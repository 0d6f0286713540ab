//! CLI Command Implementations
//!
//! Implements the actual logic for each CLI command.

use std::path::Path;

use log::info;

use crate::composition::CompositionStore;
use crate::document::ProjectFile;
use crate::engine::NativeEngine;
use crate::error::Result;
use crate::playback::{MemorySink, PlaybackSink, WavFileSink};
use crate::session::Session;
use crate::validate::validate;

/// Write a seed composition project file.
pub fn demo(path: &Path) -> Result<()> {
    info!("Writing seed project to: {}", path.display());

    let store = CompositionStore::with_seed();
    ProjectFile::snapshot(store.composition())?.save_to(path)?;

    println!("Project written: {}", path.display());
    Ok(())
}

/// Validate a project file's composition and report the result.
pub fn check(path: &Path) -> Result<()> {
    info!("Validating project: {}", path.display());

    let composition = ProjectFile::load_from(path)?.into_composition()?;
    match validate(&composition) {
        None => {
            println!("Composition is synthesizable");
        }
        Some(report) => {
            println!("Composition has {} problem(s):", report.len());
            for error in &report.errors {
                println!("  - {error}");
            }
        }
    }
    Ok(())
}

/// Render a project to a WAV file through the reference engine.
pub fn render(path: &Path, output: &Path) -> Result<()> {
    info!(
        "Rendering project {} to {}",
        path.display(),
        output.display()
    );

    let mut session = load_session(path, WavFileSink::new(output))?;
    let samples = session.play()?;

    println!("Rendered {} samples to {}", samples, output.display());
    Ok(())
}

/// Render spectral data for a project and print its shape.
pub fn spectrogram(path: &Path) -> Result<()> {
    info!("Rendering spectrogram for: {}", path.display());

    let mut session = load_session(path, MemorySink::new())?;
    let rendered = session.render_spectrogram()?;

    println!("Spectrogram: {} values", rendered.samples.len());
    Ok(())
}

/// Print a summary of a project file.
pub fn show_info(path: &Path) -> Result<()> {
    let file = ProjectFile::load_from(path)?;
    println!("Project: {}", path.display());
    println!("Saved at: {}", file.saved_at);
    println!("Checksum: {}", file.checksum);

    let composition = file.into_composition()?;
    println!("Timelines: {}", composition.timelines.len());
    println!("Segments: {}", composition.segment_count());
    println!(
        "Settings: fs={} volume={} multiplier={} aliasing={}",
        composition.settings.fs,
        composition.settings.volume,
        composition.settings.multiplier,
        composition.settings.aliasing
    );
    Ok(())
}

fn load_session<S: PlaybackSink>(path: &Path, sink: S) -> Result<Session<NativeEngine, S>> {
    let mut session = Session::with_store(CompositionStore::new(), NativeEngine::new(), sink);
    session.load_project(path)?;
    Ok(session)
}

□ □ □

*WORK INSTRUCTIONS*
Each line above that contains "error" must be copied out.

*EXPECTED ANSWER*
use crate::error::Result;
            for error in &report.errors {
                println!("  - {error}");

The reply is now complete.